TASK BRIEF -> Which lines in the records below include the word "impl"? Report each of them in full.

---------- SOURCE DATA ----------

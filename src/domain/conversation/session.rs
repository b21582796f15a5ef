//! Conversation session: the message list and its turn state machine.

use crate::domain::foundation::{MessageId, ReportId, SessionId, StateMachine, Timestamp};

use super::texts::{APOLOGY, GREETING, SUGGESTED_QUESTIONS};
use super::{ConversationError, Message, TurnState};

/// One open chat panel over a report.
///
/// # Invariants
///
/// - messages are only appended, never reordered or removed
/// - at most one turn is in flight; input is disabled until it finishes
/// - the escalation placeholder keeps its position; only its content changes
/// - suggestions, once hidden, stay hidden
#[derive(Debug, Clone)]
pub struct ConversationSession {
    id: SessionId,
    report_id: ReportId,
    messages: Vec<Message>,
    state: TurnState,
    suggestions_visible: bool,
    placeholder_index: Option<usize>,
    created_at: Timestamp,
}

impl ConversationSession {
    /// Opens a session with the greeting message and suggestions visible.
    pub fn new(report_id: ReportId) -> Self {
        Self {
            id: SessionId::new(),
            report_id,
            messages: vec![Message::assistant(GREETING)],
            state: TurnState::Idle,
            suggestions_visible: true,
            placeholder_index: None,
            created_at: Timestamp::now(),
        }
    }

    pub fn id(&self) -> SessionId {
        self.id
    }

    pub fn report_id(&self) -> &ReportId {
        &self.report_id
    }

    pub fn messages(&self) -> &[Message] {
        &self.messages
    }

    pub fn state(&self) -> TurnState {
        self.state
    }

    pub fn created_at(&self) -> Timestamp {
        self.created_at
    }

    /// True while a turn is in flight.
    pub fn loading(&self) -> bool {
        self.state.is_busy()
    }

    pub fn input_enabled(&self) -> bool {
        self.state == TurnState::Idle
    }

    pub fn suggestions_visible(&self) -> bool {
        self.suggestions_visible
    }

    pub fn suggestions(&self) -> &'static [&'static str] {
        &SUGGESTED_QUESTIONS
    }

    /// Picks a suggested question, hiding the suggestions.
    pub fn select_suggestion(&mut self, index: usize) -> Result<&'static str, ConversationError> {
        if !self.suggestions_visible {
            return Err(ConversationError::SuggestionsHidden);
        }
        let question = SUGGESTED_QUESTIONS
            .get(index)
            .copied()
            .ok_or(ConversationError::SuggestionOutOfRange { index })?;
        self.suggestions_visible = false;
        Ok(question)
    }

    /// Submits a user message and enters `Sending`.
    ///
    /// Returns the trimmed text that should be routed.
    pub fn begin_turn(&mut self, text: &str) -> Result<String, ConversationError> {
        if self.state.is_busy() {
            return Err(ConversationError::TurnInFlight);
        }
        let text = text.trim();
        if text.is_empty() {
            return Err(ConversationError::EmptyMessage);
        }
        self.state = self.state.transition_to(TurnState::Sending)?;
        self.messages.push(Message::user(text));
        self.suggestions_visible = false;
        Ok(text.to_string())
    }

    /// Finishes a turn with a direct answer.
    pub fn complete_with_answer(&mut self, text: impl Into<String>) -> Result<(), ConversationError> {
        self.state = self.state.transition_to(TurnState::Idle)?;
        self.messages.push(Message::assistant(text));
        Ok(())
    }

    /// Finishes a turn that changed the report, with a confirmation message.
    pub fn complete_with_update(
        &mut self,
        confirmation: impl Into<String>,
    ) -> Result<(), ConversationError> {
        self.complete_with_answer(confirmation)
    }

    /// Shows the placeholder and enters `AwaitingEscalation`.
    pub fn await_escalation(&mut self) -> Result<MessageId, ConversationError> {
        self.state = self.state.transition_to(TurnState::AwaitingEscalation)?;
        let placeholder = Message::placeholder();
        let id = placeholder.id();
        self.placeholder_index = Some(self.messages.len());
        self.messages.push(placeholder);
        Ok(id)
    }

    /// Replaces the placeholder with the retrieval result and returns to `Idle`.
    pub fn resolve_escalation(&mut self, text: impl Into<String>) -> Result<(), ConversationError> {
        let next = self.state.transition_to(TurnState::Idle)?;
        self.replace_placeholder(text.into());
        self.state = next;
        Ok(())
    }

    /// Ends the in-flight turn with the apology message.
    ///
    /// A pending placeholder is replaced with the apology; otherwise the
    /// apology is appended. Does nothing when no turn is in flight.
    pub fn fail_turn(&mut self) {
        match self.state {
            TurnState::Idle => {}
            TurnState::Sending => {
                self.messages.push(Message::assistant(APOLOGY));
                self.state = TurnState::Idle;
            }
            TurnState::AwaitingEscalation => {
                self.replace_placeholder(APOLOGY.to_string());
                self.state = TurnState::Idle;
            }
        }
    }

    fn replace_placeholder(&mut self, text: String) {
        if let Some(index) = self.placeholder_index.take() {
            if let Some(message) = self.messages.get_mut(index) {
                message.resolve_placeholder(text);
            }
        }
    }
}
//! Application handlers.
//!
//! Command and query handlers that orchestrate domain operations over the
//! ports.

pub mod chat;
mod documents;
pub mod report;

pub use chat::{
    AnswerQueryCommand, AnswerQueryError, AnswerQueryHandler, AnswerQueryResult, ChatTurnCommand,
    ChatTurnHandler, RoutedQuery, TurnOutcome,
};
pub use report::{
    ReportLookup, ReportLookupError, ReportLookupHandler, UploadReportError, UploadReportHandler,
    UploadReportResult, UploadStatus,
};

----------
---------- SOURCE DATA ----------

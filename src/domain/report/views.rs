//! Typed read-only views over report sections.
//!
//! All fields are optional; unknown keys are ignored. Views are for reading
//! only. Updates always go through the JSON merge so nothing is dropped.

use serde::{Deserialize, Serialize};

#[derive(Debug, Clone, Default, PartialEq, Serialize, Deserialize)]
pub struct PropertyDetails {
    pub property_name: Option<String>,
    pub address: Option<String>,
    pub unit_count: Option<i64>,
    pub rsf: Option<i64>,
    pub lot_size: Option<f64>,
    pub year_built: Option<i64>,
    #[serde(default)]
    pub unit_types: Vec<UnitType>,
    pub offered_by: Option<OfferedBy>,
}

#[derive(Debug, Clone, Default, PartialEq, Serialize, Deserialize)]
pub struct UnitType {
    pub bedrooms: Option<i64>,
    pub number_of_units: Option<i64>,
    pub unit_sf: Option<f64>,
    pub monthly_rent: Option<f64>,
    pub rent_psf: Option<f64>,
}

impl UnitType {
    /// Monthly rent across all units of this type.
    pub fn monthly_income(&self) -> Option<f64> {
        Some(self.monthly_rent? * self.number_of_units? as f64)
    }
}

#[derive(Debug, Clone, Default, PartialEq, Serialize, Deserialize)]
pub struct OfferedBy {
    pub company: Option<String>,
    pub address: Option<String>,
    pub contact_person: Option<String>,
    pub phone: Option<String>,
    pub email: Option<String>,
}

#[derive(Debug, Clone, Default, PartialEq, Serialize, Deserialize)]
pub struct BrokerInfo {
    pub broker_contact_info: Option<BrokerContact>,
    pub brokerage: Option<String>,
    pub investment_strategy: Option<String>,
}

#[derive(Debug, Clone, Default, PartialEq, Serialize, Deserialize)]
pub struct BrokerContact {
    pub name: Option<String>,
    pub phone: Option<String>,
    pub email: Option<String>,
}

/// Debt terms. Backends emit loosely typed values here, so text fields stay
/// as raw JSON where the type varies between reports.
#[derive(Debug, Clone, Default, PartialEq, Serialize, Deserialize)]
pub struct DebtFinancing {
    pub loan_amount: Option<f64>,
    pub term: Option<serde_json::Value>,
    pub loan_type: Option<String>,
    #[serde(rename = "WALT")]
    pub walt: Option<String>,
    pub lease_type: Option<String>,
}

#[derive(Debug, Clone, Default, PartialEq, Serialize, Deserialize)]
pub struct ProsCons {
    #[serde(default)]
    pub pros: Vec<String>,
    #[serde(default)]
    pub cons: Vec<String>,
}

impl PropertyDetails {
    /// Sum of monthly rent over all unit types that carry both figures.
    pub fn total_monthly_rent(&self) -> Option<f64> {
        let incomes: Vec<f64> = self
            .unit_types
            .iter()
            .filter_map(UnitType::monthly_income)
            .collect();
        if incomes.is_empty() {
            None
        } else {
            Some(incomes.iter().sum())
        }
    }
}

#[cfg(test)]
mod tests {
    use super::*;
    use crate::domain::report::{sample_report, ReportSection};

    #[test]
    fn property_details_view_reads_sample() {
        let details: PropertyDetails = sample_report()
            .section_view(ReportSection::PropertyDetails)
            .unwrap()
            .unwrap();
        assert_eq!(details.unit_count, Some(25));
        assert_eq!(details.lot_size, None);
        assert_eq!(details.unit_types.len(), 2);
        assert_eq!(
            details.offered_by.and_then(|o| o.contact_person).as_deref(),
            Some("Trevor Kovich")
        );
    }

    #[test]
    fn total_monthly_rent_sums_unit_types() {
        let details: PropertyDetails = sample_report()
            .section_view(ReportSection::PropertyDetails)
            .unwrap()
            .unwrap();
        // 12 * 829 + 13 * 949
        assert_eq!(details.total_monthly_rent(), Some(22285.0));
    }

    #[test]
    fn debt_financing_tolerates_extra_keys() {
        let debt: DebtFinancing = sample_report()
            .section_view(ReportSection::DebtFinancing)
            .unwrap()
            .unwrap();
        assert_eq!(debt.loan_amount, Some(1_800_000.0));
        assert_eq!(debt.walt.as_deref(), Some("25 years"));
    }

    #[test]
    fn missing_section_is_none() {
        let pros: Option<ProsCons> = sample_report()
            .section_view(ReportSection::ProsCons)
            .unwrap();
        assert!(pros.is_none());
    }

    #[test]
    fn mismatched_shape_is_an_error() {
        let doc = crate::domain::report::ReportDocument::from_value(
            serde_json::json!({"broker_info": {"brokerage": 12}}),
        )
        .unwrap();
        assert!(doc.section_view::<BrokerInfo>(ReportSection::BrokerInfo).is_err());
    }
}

----------

FINISHED TASK ->
impl ConversationSession {
    pub fn complete_with_answer(&mut self, text: impl Into<String>) -> Result<(), ConversationError> {
        confirmation: impl Into<String>,
    pub fn resolve_escalation(&mut self, text: impl Into<String>) -> Result<(), ConversationError> {
impl UnitType {
impl PropertyDetails {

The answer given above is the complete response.